··· Source information ···

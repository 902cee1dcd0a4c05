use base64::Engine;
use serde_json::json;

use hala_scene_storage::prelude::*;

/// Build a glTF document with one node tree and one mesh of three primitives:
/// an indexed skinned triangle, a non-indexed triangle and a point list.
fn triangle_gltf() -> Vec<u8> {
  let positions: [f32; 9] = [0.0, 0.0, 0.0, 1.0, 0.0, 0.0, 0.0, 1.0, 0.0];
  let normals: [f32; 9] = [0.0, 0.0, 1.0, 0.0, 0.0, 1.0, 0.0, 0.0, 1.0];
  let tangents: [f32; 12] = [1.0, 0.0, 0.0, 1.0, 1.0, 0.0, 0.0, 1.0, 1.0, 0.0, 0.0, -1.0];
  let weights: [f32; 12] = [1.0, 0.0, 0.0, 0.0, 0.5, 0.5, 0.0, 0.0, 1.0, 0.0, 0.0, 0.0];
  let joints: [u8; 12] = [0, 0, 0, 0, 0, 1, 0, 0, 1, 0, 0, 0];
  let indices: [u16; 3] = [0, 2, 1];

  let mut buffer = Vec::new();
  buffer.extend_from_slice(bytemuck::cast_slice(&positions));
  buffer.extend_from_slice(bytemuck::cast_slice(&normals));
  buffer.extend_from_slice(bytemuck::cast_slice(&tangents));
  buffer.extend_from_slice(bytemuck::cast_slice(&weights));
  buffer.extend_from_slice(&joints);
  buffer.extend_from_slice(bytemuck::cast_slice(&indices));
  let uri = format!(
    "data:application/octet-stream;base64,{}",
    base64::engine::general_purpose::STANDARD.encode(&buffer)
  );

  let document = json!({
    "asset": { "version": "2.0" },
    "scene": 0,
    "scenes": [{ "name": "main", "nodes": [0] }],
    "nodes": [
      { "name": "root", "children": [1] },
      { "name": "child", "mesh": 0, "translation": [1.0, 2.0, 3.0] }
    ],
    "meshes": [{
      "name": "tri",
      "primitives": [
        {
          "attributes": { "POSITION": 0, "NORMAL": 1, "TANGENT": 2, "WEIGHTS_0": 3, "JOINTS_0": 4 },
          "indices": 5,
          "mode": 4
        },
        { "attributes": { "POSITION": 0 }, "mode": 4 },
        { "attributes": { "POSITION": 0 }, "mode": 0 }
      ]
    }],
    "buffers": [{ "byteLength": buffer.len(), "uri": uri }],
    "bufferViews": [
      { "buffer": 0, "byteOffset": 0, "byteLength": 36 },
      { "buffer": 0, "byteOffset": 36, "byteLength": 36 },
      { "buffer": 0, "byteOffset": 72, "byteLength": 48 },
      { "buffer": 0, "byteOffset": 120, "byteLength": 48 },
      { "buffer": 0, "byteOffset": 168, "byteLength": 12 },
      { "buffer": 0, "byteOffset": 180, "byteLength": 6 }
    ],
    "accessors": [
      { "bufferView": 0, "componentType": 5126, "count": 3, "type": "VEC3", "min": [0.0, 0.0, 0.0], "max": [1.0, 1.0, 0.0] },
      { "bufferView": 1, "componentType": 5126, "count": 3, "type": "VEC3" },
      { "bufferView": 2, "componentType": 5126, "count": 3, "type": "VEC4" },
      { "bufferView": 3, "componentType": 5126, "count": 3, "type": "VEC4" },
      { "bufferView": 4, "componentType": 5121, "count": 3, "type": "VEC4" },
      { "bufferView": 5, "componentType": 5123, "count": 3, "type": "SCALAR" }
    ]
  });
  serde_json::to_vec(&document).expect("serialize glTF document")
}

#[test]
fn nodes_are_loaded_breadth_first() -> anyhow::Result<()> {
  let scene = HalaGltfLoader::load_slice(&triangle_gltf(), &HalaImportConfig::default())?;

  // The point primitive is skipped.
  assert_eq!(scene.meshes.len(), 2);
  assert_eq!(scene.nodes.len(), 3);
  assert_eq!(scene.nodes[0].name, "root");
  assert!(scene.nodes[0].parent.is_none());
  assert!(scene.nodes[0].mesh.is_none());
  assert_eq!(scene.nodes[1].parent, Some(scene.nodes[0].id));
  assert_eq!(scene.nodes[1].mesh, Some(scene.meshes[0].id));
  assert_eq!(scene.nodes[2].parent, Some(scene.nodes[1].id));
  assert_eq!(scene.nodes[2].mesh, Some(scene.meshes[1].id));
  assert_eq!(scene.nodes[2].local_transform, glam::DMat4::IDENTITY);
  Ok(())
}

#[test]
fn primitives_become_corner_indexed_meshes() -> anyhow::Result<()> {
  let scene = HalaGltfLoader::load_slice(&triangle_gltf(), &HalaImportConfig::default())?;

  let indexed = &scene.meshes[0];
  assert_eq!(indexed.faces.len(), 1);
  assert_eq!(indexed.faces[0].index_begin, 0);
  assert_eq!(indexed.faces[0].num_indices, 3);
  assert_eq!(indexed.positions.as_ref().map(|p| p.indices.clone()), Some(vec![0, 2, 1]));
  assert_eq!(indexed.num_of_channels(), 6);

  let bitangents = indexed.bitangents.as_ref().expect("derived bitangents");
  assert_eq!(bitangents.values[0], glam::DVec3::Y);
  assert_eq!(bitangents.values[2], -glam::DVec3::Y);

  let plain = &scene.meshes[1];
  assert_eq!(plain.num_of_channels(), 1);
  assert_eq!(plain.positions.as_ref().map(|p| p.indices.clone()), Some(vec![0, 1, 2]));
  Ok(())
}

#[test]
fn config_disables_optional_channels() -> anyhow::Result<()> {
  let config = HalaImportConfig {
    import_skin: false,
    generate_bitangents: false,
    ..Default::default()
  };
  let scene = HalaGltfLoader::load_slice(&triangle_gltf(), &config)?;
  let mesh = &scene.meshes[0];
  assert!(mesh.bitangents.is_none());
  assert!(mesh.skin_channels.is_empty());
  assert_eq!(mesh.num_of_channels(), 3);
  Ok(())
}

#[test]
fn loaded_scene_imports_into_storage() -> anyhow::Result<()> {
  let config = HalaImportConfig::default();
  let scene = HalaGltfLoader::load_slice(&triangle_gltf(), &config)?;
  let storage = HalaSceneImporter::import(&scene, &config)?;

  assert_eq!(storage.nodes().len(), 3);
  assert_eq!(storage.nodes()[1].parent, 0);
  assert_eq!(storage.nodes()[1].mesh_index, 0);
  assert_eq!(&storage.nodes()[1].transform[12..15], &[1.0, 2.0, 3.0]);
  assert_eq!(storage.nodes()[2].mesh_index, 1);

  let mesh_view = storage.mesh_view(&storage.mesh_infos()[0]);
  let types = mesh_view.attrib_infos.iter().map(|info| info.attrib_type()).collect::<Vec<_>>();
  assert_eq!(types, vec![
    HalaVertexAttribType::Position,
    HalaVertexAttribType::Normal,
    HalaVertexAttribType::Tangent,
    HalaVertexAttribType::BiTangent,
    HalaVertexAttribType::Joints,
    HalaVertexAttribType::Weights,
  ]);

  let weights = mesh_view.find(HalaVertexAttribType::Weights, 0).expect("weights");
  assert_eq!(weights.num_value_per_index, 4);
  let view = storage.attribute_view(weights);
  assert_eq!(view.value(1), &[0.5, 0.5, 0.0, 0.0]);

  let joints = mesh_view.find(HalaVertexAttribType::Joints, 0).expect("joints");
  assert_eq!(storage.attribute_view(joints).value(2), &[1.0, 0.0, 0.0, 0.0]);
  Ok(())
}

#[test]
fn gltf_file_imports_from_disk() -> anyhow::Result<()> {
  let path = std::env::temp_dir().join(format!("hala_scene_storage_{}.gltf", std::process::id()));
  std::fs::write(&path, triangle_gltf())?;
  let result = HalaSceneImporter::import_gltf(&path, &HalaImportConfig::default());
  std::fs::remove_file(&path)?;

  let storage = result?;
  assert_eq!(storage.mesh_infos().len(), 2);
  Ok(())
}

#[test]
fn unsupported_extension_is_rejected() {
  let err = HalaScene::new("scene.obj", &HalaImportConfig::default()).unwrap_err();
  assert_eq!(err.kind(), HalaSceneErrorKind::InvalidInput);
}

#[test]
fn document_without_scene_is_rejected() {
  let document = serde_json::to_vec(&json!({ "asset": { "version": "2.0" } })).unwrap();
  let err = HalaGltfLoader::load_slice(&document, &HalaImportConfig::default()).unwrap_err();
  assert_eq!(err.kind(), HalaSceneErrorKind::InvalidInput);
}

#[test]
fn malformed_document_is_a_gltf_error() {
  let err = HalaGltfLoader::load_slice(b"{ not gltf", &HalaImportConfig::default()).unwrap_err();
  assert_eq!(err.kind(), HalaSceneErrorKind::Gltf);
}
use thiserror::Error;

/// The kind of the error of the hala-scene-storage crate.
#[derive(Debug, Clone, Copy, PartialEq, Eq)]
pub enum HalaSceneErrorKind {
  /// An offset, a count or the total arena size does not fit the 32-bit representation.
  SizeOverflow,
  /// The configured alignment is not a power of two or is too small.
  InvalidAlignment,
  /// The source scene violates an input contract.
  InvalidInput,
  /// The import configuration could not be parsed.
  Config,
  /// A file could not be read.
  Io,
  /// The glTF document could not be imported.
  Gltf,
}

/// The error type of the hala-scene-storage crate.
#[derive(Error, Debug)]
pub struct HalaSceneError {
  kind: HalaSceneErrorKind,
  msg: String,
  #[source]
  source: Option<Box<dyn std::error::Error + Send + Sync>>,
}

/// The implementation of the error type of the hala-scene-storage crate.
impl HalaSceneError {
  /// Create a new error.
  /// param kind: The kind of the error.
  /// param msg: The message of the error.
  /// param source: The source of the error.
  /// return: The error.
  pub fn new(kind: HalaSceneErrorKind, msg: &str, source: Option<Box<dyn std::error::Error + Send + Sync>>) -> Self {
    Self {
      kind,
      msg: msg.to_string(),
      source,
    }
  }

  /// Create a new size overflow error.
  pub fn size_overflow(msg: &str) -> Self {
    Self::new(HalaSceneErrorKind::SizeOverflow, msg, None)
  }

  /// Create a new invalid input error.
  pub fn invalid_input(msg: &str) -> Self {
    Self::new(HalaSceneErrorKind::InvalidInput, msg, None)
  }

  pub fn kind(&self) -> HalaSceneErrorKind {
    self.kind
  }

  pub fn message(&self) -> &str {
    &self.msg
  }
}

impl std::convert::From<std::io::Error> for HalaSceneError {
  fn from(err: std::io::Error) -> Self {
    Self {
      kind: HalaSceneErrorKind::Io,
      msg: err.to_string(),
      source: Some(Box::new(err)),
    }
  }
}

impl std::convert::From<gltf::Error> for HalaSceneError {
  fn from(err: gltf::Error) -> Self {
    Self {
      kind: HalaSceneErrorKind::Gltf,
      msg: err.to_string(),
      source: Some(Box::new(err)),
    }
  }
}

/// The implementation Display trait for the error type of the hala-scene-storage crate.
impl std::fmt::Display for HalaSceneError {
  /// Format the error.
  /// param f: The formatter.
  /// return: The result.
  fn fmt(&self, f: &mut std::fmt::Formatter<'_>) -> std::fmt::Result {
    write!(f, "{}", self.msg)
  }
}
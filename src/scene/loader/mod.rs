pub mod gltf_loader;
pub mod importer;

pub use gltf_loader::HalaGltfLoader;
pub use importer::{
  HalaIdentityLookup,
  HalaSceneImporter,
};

···

Work task:
Return the lines above that include the string "SizeOverflow".

Reply to the task:
  SizeOverflow,
    Self::new(HalaSceneErrorKind::SizeOverflow, msg, None)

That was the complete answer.